Dubai Land Department (DLD) has officially announced phase 2 of its real estate Tokenize project, with a key highlight being the introduction of resale transactions on the secondary market, expected to begin on February 20, 2026 .
This move marks a new step in Dubai's strategy to digitize and modernize its real estate market, bringing the Tokenize property model closer to large-scale practical operation.
From primary testing to secondary market
In phase 1, the project focuses on:
- Tokenize eligible real estate assets.
- Allows investors to purchase ownership through a digital platform.
- Testing the legal infrastructure and blockchain technology.
In phase 2, DLD will unlock the real estate Token resale functionality, enabling:
- Increase liquidation for investors.
- Establishing a market-based pricing mechanism based on supply and demand.

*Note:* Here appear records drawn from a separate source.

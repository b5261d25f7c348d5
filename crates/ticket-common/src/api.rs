//! Error type shared by the read endpoints.

use axum::http::StatusCode;
use axum::response::{IntoResponse, Json, Response};
use serde_json::json;

/// Errors surfaced by HTTP handlers.
///
/// Internal failures never leak their cause to the caller; they are logged and
/// reported with a generic message.
#[derive(Debug, thiserror::Error)]
pub enum ApiError {
    #[error("{0}")]
    BadRequest(String),
    #[error("{0}")]
    NotFound(String),
    #[error(transparent)]
    Internal(#[from] anyhow::Error),
}

impl IntoResponse for ApiError {
    fn into_response(self) -> Response {
        let (status, message) = match self {
            Self::BadRequest(message) => (StatusCode::BAD_REQUEST, message),
            Self::NotFound(message) => (StatusCode::NOT_FOUND, message),
            Self::Internal(e) => {
                tracing::error!(target: "ticket_common::api", error = %e, "Request failed");
                (
                    StatusCode::INTERNAL_SERVER_ERROR,
                    "Internal server error".to_string(),
                )
            }
        };
        (status, Json(json!({ "error": message }))).into_response()
    }
}
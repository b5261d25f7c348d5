//! Decimal-string amount arithmetic
//!
//! Balances are persisted as base-10 strings and combined with arbitrary
//! precision integers, so no value is ever routed through a float.

use num_bigint::BigInt;
use num_traits::Signed;

#[derive(Debug, thiserror::Error, PartialEq, Eq)]
pub enum AmountError {
    #[error("invalid decimal amount `{0}`")]
    Invalid(String),
}

/// Parse a base-10 integer string, with an optional leading `-`.
pub fn parse_amount(raw: &str) -> Result<BigInt, AmountError> {
    let trimmed = raw.trim();
    let digits = trimmed.strip_prefix('-').unwrap_or(trimmed);
    if digits.is_empty() || !digits.bytes().all(|b| b.is_ascii_digit()) {
        return Err(AmountError::Invalid(raw.to_string()));
    }
    BigInt::parse_bytes(trimmed.as_bytes(), 10).ok_or_else(|| AmountError::Invalid(raw.to_string()))
}

pub fn add_amounts(balance: &str, delta: &str) -> Result<String, AmountError> {
    Ok((parse_amount(balance)? + parse_amount(delta)?).to_string())
}

pub fn sub_amounts(balance: &str, delta: &str) -> Result<String, AmountError> {
    Ok((parse_amount(balance)? - parse_amount(delta)?).to_string())
}

/// Strictly greater than zero. Unparseable input counts as not positive.
pub fn is_positive(amount: &str) -> bool {
    parse_amount(amount).is_ok_and(|v| v.is_positive())
}

/// Strictly below zero.
pub fn is_negative(amount: &str) -> bool {
    parse_amount(amount).is_ok_and(|v| v.is_negative())
}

- Bringing real estate Token closer to traditional financial standards.
According to the Dubai Land Department (DLD), real estate Token transactions on the secondary market will be implemented within a tightly regulated legal framework, directly linked to Dubai's official land registration system. This mechanism aims to ensure legal ownership, transparency, and investor protection, while limiting risks arising from assets traded in Token form. Allowing resale demonstrates that Dubai is not merely experimenting with the technology, but is gradually building a complete legal infrastructure for the Tokenize real estate model.
Dubai has long aimed to become a global hub for blockchain, digital assets, and Web3, with DLD's real estate Tokenize project XEM a key pillar. This initiative is part of the Dubai Real Estate Sector Strategy 2033, which aims to expand access to real estate for both domestic and international investors, while increasing transaction efficiency, reducing intermediary costs, and shortening processing times. Once the secondary market is activated, Tokenize real estate in Dubai is expected to attract larger international Capital flows, particularly from investors seeking Capital flexibility and high liquidation in the UAE real estate market.

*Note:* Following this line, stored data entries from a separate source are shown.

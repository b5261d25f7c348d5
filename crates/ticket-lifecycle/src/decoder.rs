//! Ticket game event decoder
//!
//! Each catalog entry is a matcher that succeeds only when topic0 equals the
//! event signature hash and the remaining topics and data decode under the
//! event's ABI layout. Matchers run in catalog order and the first hit wins.

use alloy_primitives::{Bytes, LogData, B256, U256};
use alloy_sol_types::{sol, SolEvent, TopicList};
use serde::{Deserialize, Serialize};
use serde_json::json;
use ticket_common::address_to_string;

sol! {
    interface ITicketGame {
        struct Level {
            uint256 winAmount;
            uint256 rollNumber;
        }

        event TicketMinted(uint256 indexed tokenId, address indexed owner, Level[] levels);

        event TicketOpeningInitiated(uint256 indexed tokenId, address indexed opener, uint256 requestId);

        event TicketResolved(uint256 indexed tokenId, uint256 rollResult, uint256 winAmount);

        event RewardPaid(uint256 indexed tokenId, address indexed winner, uint256 rollResult, uint256 amount);

        event PoolDeposited(address indexed depositor, uint256 amount);

        event PoolWithdrawn(address indexed recipient, uint256 amount);
    }
}

use ITicketGame::{
    PoolDeposited, PoolWithdrawn, RewardPaid, TicketMinted, TicketOpeningInitiated,
    TicketResolved,
};

/// One prize tier carried by a mint
#[derive(Debug, Clone, PartialEq, Eq, Serialize, Deserialize)]
#[serde(rename_all = "camelCase")]
pub struct TicketLevel {
    /// Decimal string, arbitrary precision
    pub win_amount: String,
    pub roll_number: i64,
}

/// A recognized catalog event with its fields in storage form
#[derive(Debug, Clone, PartialEq, Eq)]
pub enum TicketEvent {
    Minted {
        token_id: String,
        owner: String,
        levels: Vec<TicketLevel>,
    },
    OpeningInitiated {
        token_id: String,
        opener: String,
        request_id: String,
    },
    Resolved {
        token_id: String,
        roll_result: i64,
        win_amount: String,
    },
    RewardPaid {
        token_id: String,
        winner: String,
        roll_result: i64,
        amount: String,
    },
    PoolDeposited {
        depositor: String,
        amount: String,
    },
    PoolWithdrawn {
        recipient: String,
        amount: String,
    },
}

impl TicketEvent {
    pub fn name(&self) -> &'static str {
        match self {
            Self::Minted { .. } => "TicketMinted",
            Self::OpeningInitiated { .. } => "TicketOpeningInitiated",
            Self::Resolved { .. } => "TicketResolved",
            Self::RewardPaid { .. } => "RewardPaid",
            Self::PoolDeposited { .. } => "PoolDeposited",
            Self::PoolWithdrawn { .. } => "PoolWithdrawn",
        }
    }
}

/// Outcome of running a log through the catalog
#[derive(Debug, Clone, PartialEq, Eq)]
pub enum Match {
    Matched(TicketEvent),
    Unmatched,
}

/// A contract log in binary form
#[derive(Debug, Clone, PartialEq, Eq)]
pub struct RawLog {
    /// Lowercase emitting contract address
    pub address: String,
    /// topic0 first; empty topic slots are omitted
    pub topics: Vec<B256>,
    pub data: Bytes,
}

type Matcher = fn(&LogData) -> Option<TicketEvent>;

/// Catalog in priority order
const MATCHERS: &[Matcher] = &[
    match_ticket_minted,
    match_opening_initiated,
    match_ticket_resolved,
    match_reward_paid,
    match_pool_deposited,
    match_pool_withdrawn,
];

/// Decoder over the ticket game event catalog
#[derive(Debug, Clone, Copy, Default)]
pub struct EventDecoder;

impl EventDecoder {
    pub fn new() -> Self {
        Self
    }

    /// Try every matcher in order. Never fails: a log that fits no shape is
    /// reported as [`Match::Unmatched`].
    pub fn decode(&self, log: &RawLog) -> Match {
        let Some(log_data) = LogData::new(log.topics.clone(), log.data.clone()) else {
            tracing::debug!(
                target: "ticket_lifecycle::decoder",
                address = %log.address,
                topics = log.topics.len(),
                "Log carries too many topics"
            );
            return Match::Unmatched;
        };

        for matcher in MATCHERS {
            if let Some(event) = matcher(&log_data) {
                return Match::Matched(event);
            }
        }

        Match::Unmatched
    }
}

/// Decode `E` only when topic0 is its signature hash and the topic count
/// matches the event's indexed layout.
fn decode_as<E: SolEvent>(log: &LogData) -> Option<E> {
    if log.topics().first() != Some(&E::SIGNATURE_HASH) {
        return None;
    }
    if log.topics().len() != <E::TopicList as TopicList>::COUNT {
        tracing::debug!(
            target: "ticket_lifecycle::decoder",
            event = E::SIGNATURE,
            topics = log.topics().len(),
            "Signature matched but topic count did not"
        );
        return None;
    }
    match E::decode_log_data(log, true) {
        Ok(event) => Some(event),
        Err(e) => {
            tracing::debug!(
                target: "ticket_lifecycle::decoder",
                event = E::SIGNATURE,
                error = %e,
                "Signature matched but payload did not decode"
            );
            None
        }
    }
}

/// Narrow a uint256 into the integer range the store keeps.
fn small_int(value: U256) -> Option<i64> {
    u64::try_from(value)
        .ok()
        .and_then(|v| i64::try_from(v).ok())
}

fn match_ticket_minted(log: &LogData) -> Option<TicketEvent> {
    let event = decode_as::<TicketMinted>(log)?;
    let levels = event
        .levels
        .iter()
        .map(|level| {
            Some(TicketLevel {
                win_amount: level.winAmount.to_string(),
                roll_number: small_int(level.rollNumber)?,
            })
        })
        .collect::<Option<Vec<_>>>()?;

    Some(TicketEvent::Minted {
        token_id: event.tokenId.to_string(),
        owner: address_to_string(&event.owner),
        levels,
    })
}

fn match_opening_initiated(log: &LogData) -> Option<TicketEvent> {
    let event = decode_as::<TicketOpeningInitiated>(log)?;
    Some(TicketEvent::OpeningInitiated {
        token_id: event.tokenId.to_string(),
        opener: address_to_string(&event.opener),
        request_id: event.requestId.to_string(),
    })
}

fn match_ticket_resolved(log: &LogData) -> Option<TicketEvent> {
    let event = decode_as::<TicketResolved>(log)?;
    Some(TicketEvent::Resolved {
        token_id: event.tokenId.to_string(),
        roll_result: small_int(event.rollResult)?,
        win_amount: event.winAmount.to_string(),
    })
}

fn match_reward_paid(log: &LogData) -> Option<TicketEvent> {
    let event = decode_as::<RewardPaid>(log)?;
    Some(TicketEvent::RewardPaid {
        token_id: event.tokenId.to_string(),
        winner: address_to_string(&event.winner),
        roll_result: small_int(event.rollResult)?,
        amount: event.amount.to_string(),
    })
}

fn match_pool_deposited(log: &LogData) -> Option<TicketEvent> {
    let event = decode_as::<PoolDeposited>(log)?;
    Some(TicketEvent::PoolDeposited {
        depositor: address_to_string(&event.depositor),
        amount: event.amount.to_string(),
    })
}

fn match_pool_withdrawn(log: &LogData) -> Option<TicketEvent> {
    let event = decode_as::<PoolWithdrawn>(log)?;
    Some(TicketEvent::PoolWithdrawn {
        recipient: address_to_string(&event.recipient),
        amount: event.amount.to_string(),
    })
}

/// Canonical signatures of the catalog, in priority order
pub fn catalog_signatures() -> Vec<&'static str> {
    vec![
        TicketMinted::SIGNATURE,
        TicketOpeningInitiated::SIGNATURE,
        TicketResolved::SIGNATURE,
        RewardPaid::SIGNATURE,
        PoolDeposited::SIGNATURE,
        PoolWithdrawn::SIGNATURE,
    ]
}

/// JSON ABI fragments for the catalog events
pub fn catalog_abi() -> serde_json::Value {
    let uint = |name: &str, indexed: bool| {
        json!({ "indexed": indexed, "internalType": "uint256", "name": name, "type": "uint256" })
    };
    let address = |name: &str| {
        json!({ "indexed": true, "internalType": "address", "name": name, "type": "address" })
    };
    let event = |name: &str, inputs: Vec<serde_json::Value>| {
        json!({ "anonymous": false, "inputs": inputs, "name": name, "type": "event" })
    };

    json!([
        event(
            "TicketMinted",
            vec![
                uint("tokenId", true),
                address("owner"),
                json!({
                    "indexed": false,
                    "internalType": "struct Level[]",
                    "name": "levels",
                    "type": "tuple[]",
                    "components": [
                        { "internalType": "uint256", "name": "winAmount", "type": "uint256" },
                        { "internalType": "uint256", "name": "rollNumber", "type": "uint256" }
                    ]
                }),
            ],
        ),
        event(
            "TicketOpeningInitiated",
            vec![uint("tokenId", true), address("opener"), uint("requestId", false)],
        ),
        event(
            "TicketResolved",
            vec![
                uint("tokenId", true),
                uint("rollResult", false),
                uint("winAmount", false),
            ],
        ),
        event(
            "RewardPaid",
            vec![
                uint("tokenId", true),
                address("winner"),
                uint("rollResult", false),
                uint("amount", false),
            ],
        ),
        event("PoolDeposited", vec![address("depositor"), uint("amount", false)]),
        event("PoolWithdrawn", vec![address("recipient"), uint("amount", false)]),
    ])
}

The opening of secondary trading is expected to significantly improve the liquidation of real estate, which has traditionally been an liquidation asset class. Simultaneously, it lays the groundwork for the development of new Tokenize estate-linked financial products, including Derivative structures and future on-chain financial models. Overall, this move strengthens Dubai's position as one of the global pioneers in RWA and tokenization.